PII, credit card numbers, etc. simply don't belong in email.

Anonymous said...

This is the old MatchGECOS thing again, isn't it?

That was thought a beneficial feature way back when, and was even on by default in some cases when you bought and installed a new server... as in, 30 years ago or so...

Then again a whole bunch of client-side applications also don't understand email addresses at all and try to conform them to some silly restriction that has no relation whatsoever with actual technical limitations. I wouldn't be at all surprised if one of those does something silly when given an unquoted . left of the @ ...

Old NFO said...

Sigh... This is why gmail is NOT a primary, and yes, anything I put in email I figure multiple people are reading...

Stan_qaz said...

It is an expense but consider owning your own domain and using that for e-mail. All your mail would then go to and come from your domain.

That adds the opportunity to add SPF authentication, and possibly more, to prevent bad actors from spoofing e-mails that look like you sent them.

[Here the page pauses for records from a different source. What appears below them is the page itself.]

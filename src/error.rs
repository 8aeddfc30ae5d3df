//! Error types for Kettle operations.
//!
//! This module defines [`KettleError`], the primary error type used throughout
//! the application, a [`Result`] type alias, and [`Failure`], the structured
//! `kind`/`code`/`message` form that the CLI and the sync server report.
//!
//! # Error Handling Strategy
//!
//! - Use `KettleError` for domain-specific errors that need distinct handling
//! - Use `anyhow::Error` (via `KettleError::Other`) for unexpected errors
//! - Aborted runs carry enough data to be reported without side effects

use std::path::PathBuf;

use serde::Serialize;
use serde_json::{json, Value};
use thiserror::Error;

/// Core error type for Kettle operations.
#[derive(Debug, Error)]
pub enum KettleError {
    /// No project definition at or above the given directory.
    #[error("No kettle project found at {path}")]
    ProjectNotFound { path: PathBuf },

    /// Failed to parse a project definition or override file.
    #[error("Failed to parse definition at {path}: {message}")]
    DefinitionParseError { path: PathBuf, message: String },

    /// Invalid project definition structure or values.
    #[error("Invalid project definition: {message}")]
    ValidationError { message: String },

    /// A single step lookup failed.
    #[error("Unknown step: {name}")]
    StepNotFound { name: String },

    /// One or more requested steps do not exist in the project.
    #[error("Unable to locate steps: {}", steps.join(", "))]
    MissingSteps { steps: Vec<String> },

    /// The dependency sourcing pass reported failure.
    #[error("Dependency sourcing failed")]
    SourcingFailed,

    /// Shell command could not be spawned.
    #[error("Command failed with exit code {code:?}: {command}")]
    CommandFailed { command: String, code: Option<i32> },

    /// Reading or writing persisted state failed.
    #[error("State error at {path}: {message}")]
    StateError { path: PathBuf, message: String },

    /// Remote synchronisation failed.
    #[error("Sync error: {message}")]
    Sync { message: String },

    /// IO error wrapper.
    #[error("IO error: {0}")]
    Io(#[from] std::io::Error),

    /// Generic wrapped error for anyhow interop.
    #[error(transparent)]
    Other(#[from] anyhow::Error),
}

/// Result type alias for Kettle operations.
pub type Result<T> = std::result::Result<T, KettleError>;

impl KettleError {
    /// Short failure category.
    pub fn kind(&self) -> &'static str {
        match self {
            Self::MissingSteps { .. } | Self::SourcingFailed => "ABORTED",
            _ => "ERROR",
        }
    }

    /// Machine-readable failure code.
    pub fn code(&self) -> &'static str {
        match self {
            Self::ProjectNotFound { .. } => "NO_PROJECT",
            Self::DefinitionParseError { .. } => "INVALID_DEFINITION",
            Self::ValidationError { .. } => "INVALID_DEFINITION",
            Self::StepNotFound { .. } => "UNKNOWN_STEP",
            Self::MissingSteps { .. } => "MISSING_STEP",
            Self::SourcingFailed => "SOURCING_FAILED",
            Self::CommandFailed { .. } => "COMMAND_FAILED",
            Self::StateError { .. } => "STATE_ERROR",
            Self::Sync { .. } => "SYNC_ERROR",
            Self::Io(_) => "IO_ERROR",
            Self::Other(_) => "INTERNAL_ERROR",
        }
    }

    /// Machine-readable payload accompanying the failure.
    pub fn payload(&self) -> Value {
        match self {
            Self::MissingSteps { steps } => json!({ "steps": steps }),
            Self::StepNotFound { name } => json!({ "step": name }),
            Self::ProjectNotFound { path } => json!({ "path": path }),
            _ => Value::Null,
        }
    }

    /// Convert into the structured form reported to callers.
    pub fn to_failure(&self) -> Failure {
        let message = match self {
            Self::MissingSteps { .. } => "Unable to locate steps".to_string(),
            other => other.to_string(),
        };
        Failure {
            kind: self.kind().to_string(),
            code: self.code().to_string(),
            message,
            data: self.payload(),
        }
    }
}

/// Structured failure report: a `kind`/`code` pair, a readable message and
/// a machine-readable payload.
#[derive(Debug, Clone, PartialEq, Serialize)]
pub struct Failure {
    pub kind: String,
    pub code: String,
    pub message: String,
    #[serde(skip_serializing_if = "Value::is_null")]
    pub data: Value,
}

impl Failure {
    /// Create a failure without a payload.
    pub fn new(kind: &str, code: &str, message: &str) -> Self {
        Self {
            kind: kind.to_string(),
            code: code.to_string(),
            message: message.to_string(),
            data: Value::Null,
        }
    }
}

impl From<&KettleError> for Failure {
    fn from(err: &KettleError) -> Self {
        err.to_failure()
    }
}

What I particularly like is the "catch all" account in addition to several with dedicated names. All mail not sent to a named account ends up there. Once you have that happening you can have your mail program sort and file based on the incoming account name. I have a few dozen different ones, used for each company I deal with.

Francis Turner said...

As others have noted this is a gmail thing - Other providers don't do this.

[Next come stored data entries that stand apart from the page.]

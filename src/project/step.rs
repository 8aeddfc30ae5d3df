//! Steps and their execution results.

use chrono::{DateTime, Utc};
use serde::Serialize;
use std::path::Path;
use std::time::Duration;

use super::fingerprint::fingerprint;
use super::store::{StepState, StepStatus};
use crate::config::StepDefinition;
use crate::shell::quote;

/// A named, ordered unit of project work.
#[derive(Debug, Clone)]
pub struct Step {
    /// Unique name within the project.
    pub name: String,

    /// Index in the project's step sequence.
    pub position: usize,

    /// Definition as loaded from `kettle.yml`.
    pub definition: StepDefinition,

    /// Status of the last run.
    pub status: StepStatus,

    /// When the step last ran.
    pub last_run: Option<DateTime<Utc>>,

    /// Duration of the last run in milliseconds.
    pub duration_ms: Option<u64>,

    /// Source fingerprint recorded at the last successful run.
    pub fingerprint: Option<String>,

    /// Result of the most recent execution in this session.
    pub result: Option<StepResult>,
}

impl Step {
    /// Build a step from its definition and any persisted state.
    pub fn new(position: usize, definition: StepDefinition, state: Option<&StepState>) -> Self {
        let mut step = Self {
            name: definition.name.clone(),
            position,
            definition,
            status: StepStatus::NeverRun,
            last_run: None,
            duration_ms: None,
            fingerprint: None,
            result: None,
        };

        if let Some(state) = state {
            step.status = state.status;
            step.last_run = state.last_run;
            step.duration_ms = state.duration_ms;
            step.fingerprint = state.fingerprint.clone();
        }

        step
    }

    /// Source file relative to the project directory.
    pub fn source_file(&self) -> &str {
        self.definition.source_file()
    }

    /// Shell command that executes this step.
    pub fn command(&self, interpreter: &str) -> String {
        match &self.definition.command {
            Some(command) => command.clone(),
            None => format!("{} {}", interpreter, quote(self.source_file())),
        }
    }

    /// Fingerprint of the step source as it is on disk now.
    pub fn current_fingerprint(&self, root: &Path) -> Option<String> {
        fingerprint(root, self.source_file())
    }

    /// A step is dirty until it has succeeded against its current source.
    pub fn is_dirty(&self, root: &Path) -> bool {
        self.status != StepStatus::Success || self.current_fingerprint(root) != self.fingerprint
    }

    /// Record the outcome of an execution.
    ///
    /// `fingerprint` is the source fingerprint taken before the step ran; it
    /// is only kept when the step succeeded.
    pub fn record(&mut self, result: StepResult, fingerprint: Option<String>) {
        self.last_run = Some(Utc::now());
        self.duration_ms = Some(result.duration.as_millis() as u64);
        if result.success {
            self.status = StepStatus::Success;
            self.fingerprint = fingerprint;
        } else {
            self.status = StepStatus::Failed;
        }
        self.result = Some(result);
    }

    /// Snapshot for the state store.
    pub fn to_state(&self) -> StepState {
        StepState {
            last_run: self.last_run,
            status: self.status,
            duration_ms: self.duration_ms,
            fingerprint: self.fingerprint.clone(),
        }
    }
}

/// Result of executing a step.
#[derive(Debug, Clone, Serialize)]
pub struct StepResult {
    /// Step name.
    pub name: String,

    /// Whether the step succeeded.
    pub success: bool,

    /// Execution duration.
    pub duration: Duration,

    /// Exit code (if the process exited normally).
    pub exit_code: Option<i32>,

    /// Error message (if failed).
    pub error: Option<String>,

    /// Captured output (if available).
    pub output: Option<String>,
}

impl StepResult {
    /// Create a success result.
    pub fn success(name: &str, duration: Duration, output: Option<String>) -> Self {
        Self {
            name: name.to_string(),
            success: true,
            duration,
            exit_code: Some(0),
            error: None,
            output,
        }
    }

    /// Create a failure result.
    pub fn failure(name: &str, duration: Duration, exit_code: Option<i32>, error: &str) -> Self {
        Self {
            name: name.to_string(),
            success: false,
            duration,
            exit_code,
            error: Some(error.to_string()),
            output: None,
        }
    }
}

#[cfg(test)]
mod tests {
    use super::*;
    use std::fs;
    use tempfile::TempDir;

    fn step(name: &str) -> Step {
        Step::new(0, StepDefinition::named(name), None)
    }

    #[test]
    fn never_run_step_is_dirty() {
        let temp = TempDir::new().unwrap();
        fs::write(temp.path().join("S01.sh"), "true").unwrap();
        assert!(step("S01.sh").is_dirty(temp.path()));
    }

    #[test]
    fn successful_step_is_clean_until_source_changes() {
        let temp = TempDir::new().unwrap();
        let file = temp.path().join("S01.sh");
        fs::write(&file, "true").unwrap();

        let mut s = step("S01.sh");
        let fp = s.current_fingerprint(temp.path());
        s.record(StepResult::success("S01.sh", Duration::from_millis(5), None), fp);
        assert!(!s.is_dirty(temp.path()));

        fs::write(&file, "false").unwrap();
        assert!(s.is_dirty(temp.path()));
    }

    #[test]
    fn failed_step_stays_dirty() {
        let temp = TempDir::new().unwrap();
        fs::write(temp.path().join("S01.sh"), "exit 1").unwrap();

        let mut s = step("S01.sh");
        let fp = s.current_fingerprint(temp.path());
        s.record(
            StepResult::failure("S01.sh", Duration::ZERO, Some(1), "exit 1"),
            fp,
        );

        assert_eq!(s.status, StepStatus::Failed);
        assert!(s.fingerprint.is_none());
        assert!(s.is_dirty(temp.path()));
    }

    #[test]
    fn command_defaults_to_interpreter_and_file() {
        let mut s = step("S01.py");
        assert_eq!(s.command("python3"), "python3 S01.py");

        s.definition.file = Some("steps/load.py".to_string());
        assert_eq!(s.command("python3"), "python3 steps/load.py");

        s.definition.command = Some("make load".to_string());
        assert_eq!(s.command("python3"), "make load");
    }

    #[cfg(unix)]
    #[test]
    fn command_quotes_unusual_file_names() {
        let s = step("load data; cleanup.sh");
        assert_eq!(s.command("sh"), "sh 'load data; cleanup.sh'");
    }

    #[test]
    fn persisted_state_is_restored() {
        let state = StepState {
            last_run: Some(Utc::now()),
            status: StepStatus::Success,
            duration_ms: Some(3),
            fingerprint: Some("abc".to_string()),
        };
        let s = Step::new(2, StepDefinition::named("S03"), Some(&state));

        assert_eq!(s.position, 2);
        assert_eq!(s.to_state(), state);
    }
}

Avoiding gmail is a good thing for many many reasons including the fact that google reads all your emails and regularly sends stuff to spam that isn't. Also google is very bad at receiving mail from sources they don't get lots of mail from (i.e. anyone that isn't also a major email provider (like microsoft or apple) or spammer or similar)

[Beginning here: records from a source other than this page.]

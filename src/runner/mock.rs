//! Recording engine for testing the orchestrator.
//!
//! `RecordingEngine` implements [`StepEngine`] without running anything. It
//! records every call for later assertion.
//!
//! # Example
//!
//! ```
//! use kettle::runner::{EngineCall, RecordingEngine, StepEngine};
//! # use kettle::config::{ProjectDefinition, StepDefinition};
//! # use kettle::project::Project;
//! # use kettle::ui::MockUI;
//! # let temp = tempfile::TempDir::new().unwrap();
//! # let definition = ProjectDefinition {
//! #     name: "weather".to_string(),
//! #     steps: vec![StepDefinition::named("S1"), StepDefinition::named("S2")],
//! #     ..Default::default()
//! # };
//! # let mut project = Project::from_definition(temp.path(), definition).unwrap();
//! let mut engine = RecordingEngine::new();
//! let ran = engine
//!     .run_section(&mut project, Some("S1"), 2, false, &mut MockUI::new())
//!     .unwrap();
//!
//! assert_eq!(ran, vec!["S1", "S2"]);
//! assert_eq!(
//!     engine.calls(),
//!     &[EngineCall::Section { start: Some("S1".to_string()), limit: 2, force: false }]
//! );
//! ```

use crate::error::{KettleError, Result};
use crate::project::Project;
use crate::ui::UserInterface;

use super::engine::StepEngine;

/// A call made to the engine.
#[derive(Debug, Clone, PartialEq, Eq)]
pub enum EngineCall {
    Section {
        start: Option<String>,
        limit: i64,
        force: bool,
    },
    Complete {
        start: Option<String>,
        force: bool,
        limit: i64,
    },
    Dependencies,
}

/// Engine that records calls instead of executing steps.
///
/// `run_section` reports the `limit` consecutive steps from `start` (or from
/// the first step) as executed, which is enough to exercise duplicate
/// suppression in the orchestrator.
#[derive(Debug, Default)]
pub struct RecordingEngine {
    calls: Vec<EngineCall>,
    sourcing_fails: bool,
    error_on: Option<String>,
}

impl RecordingEngine {
    /// Create a new recording engine.
    pub fn new() -> Self {
        Self::default()
    }

    /// Make `run_dependencies` report failure.
    pub fn failing_sourcing(mut self) -> Self {
        self.sourcing_fails = true;
        self
    }

    /// Make `run_section` return an error when it starts at `step`.
    pub fn erroring_on(mut self, step: &str) -> Self {
        self.error_on = Some(step.to_string());
        self
    }

    /// All calls in order.
    pub fn calls(&self) -> &[EngineCall] {
        &self.calls
    }

    /// Start step of every section call, in order.
    pub fn section_starts(&self) -> Vec<Option<String>> {
        self.calls
            .iter()
            .filter_map(|c| match c {
                EngineCall::Section { start, .. } => Some(start.clone()),
                _ => None,
            })
            .collect()
    }
}

impl StepEngine for RecordingEngine {
    fn run_section(
        &mut self,
        project: &mut Project,
        start: Option<&str>,
        limit: i64,
        force: bool,
        _ui: &mut dyn UserInterface,
    ) -> Result<Vec<String>> {
        self.calls.push(EngineCall::Section {
            start: start.map(String::from),
            limit,
            force,
        });

        if let (Some(start), Some(error_on)) = (start, &self.error_on) {
            if start == error_on {
                return Err(KettleError::CommandFailed {
                    command: start.to_string(),
                    code: None,
                });
            }
        }

        let first = start.and_then(|s| project.index_of(s)).unwrap_or(0);
        Ok(project
            .steps
            .iter()
            .skip(first)
            .take(limit.max(1) as usize)
            .map(|s| s.name.clone())
            .collect())
    }

    fn run_complete(
        &mut self,
        _project: &mut Project,
        start: Option<&str>,
        force: bool,
        limit: i64,
        _ui: &mut dyn UserInterface,
    ) -> Result<()> {
        self.calls.push(EngineCall::Complete {
            start: start.map(String::from),
            force,
            limit,
        });
        Ok(())
    }

    fn run_dependencies(
        &mut self,
        _project: &mut Project,
        _ui: &mut dyn UserInterface,
    ) -> Result<bool> {
        self.calls.push(EngineCall::Dependencies);
        Ok(!self.sourcing_fails)
    }
}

Pay some $$$ and get a paid account with someone - I like proton mail but there are plenty of other choices. Adding my custom domain (dns by cloudflare) to a paid proton mail plan was pretty simple and not that costly. If you like, cloudflare can also do some email tricks too but I haven't checked them and people like Van Stry have semi-legitimate grievences with cloudflare over the way they protect ebook pirates

J Van Stry said...


I'm not talking about gmail at all, other to say that the email account that get these mails is a gmail account because so many people USE GMAIL.


If everyone was using YAHOO or some other email provider the SAME EXACT THING would be happening!


Paul Chappell said...

Curious, I manage an Exchange environment and I know it does not ignore the "." in the e-mail addresses in the same manner as Gmail does, so it does not seem to be an issue in that environment. Google took a bug and made it seem a feature so my gmail account could be expressed with or without the "." and I'd still get the mail. Known issue, and not sure what the issue is? Are you claiming that someone with a portion of my e-mail address would somehow have access to my mail?

James said...

Francis lists the Google support article in reference above. However, it is the opposite. It is a non-issue. Read the article.

It is not a Gmail thing. It is potentially an issue on other platforms. Google is not ideal for a primary email account.

Google developed an independent email server system in the early 2000's that acts differently in many ways to the standard email server systems.

James said...

It is not a Gmail thing.

Read the article at the link that was posted in the comment. You have it backwards. Gmail has many issues but this is not one of them.

Aesop said...

So what you're saying is that, much like transgendered people, e-mail addresses cannot have periods.

Peter said...

@Aesop: Consider it menstrual mail. ;-)

Unknown said...

for proper email servers, a . - or _ is just another character and has no special treatment (+ does have a special meaning, but few email servers honor it)

If the sender types the wrong address, the wrong person will get the email, it doesn't matter what the characters involved with are. If that is a security problem for you, then you need to think about your security again. you are never going to be able to prevent other people from mis-typing an address.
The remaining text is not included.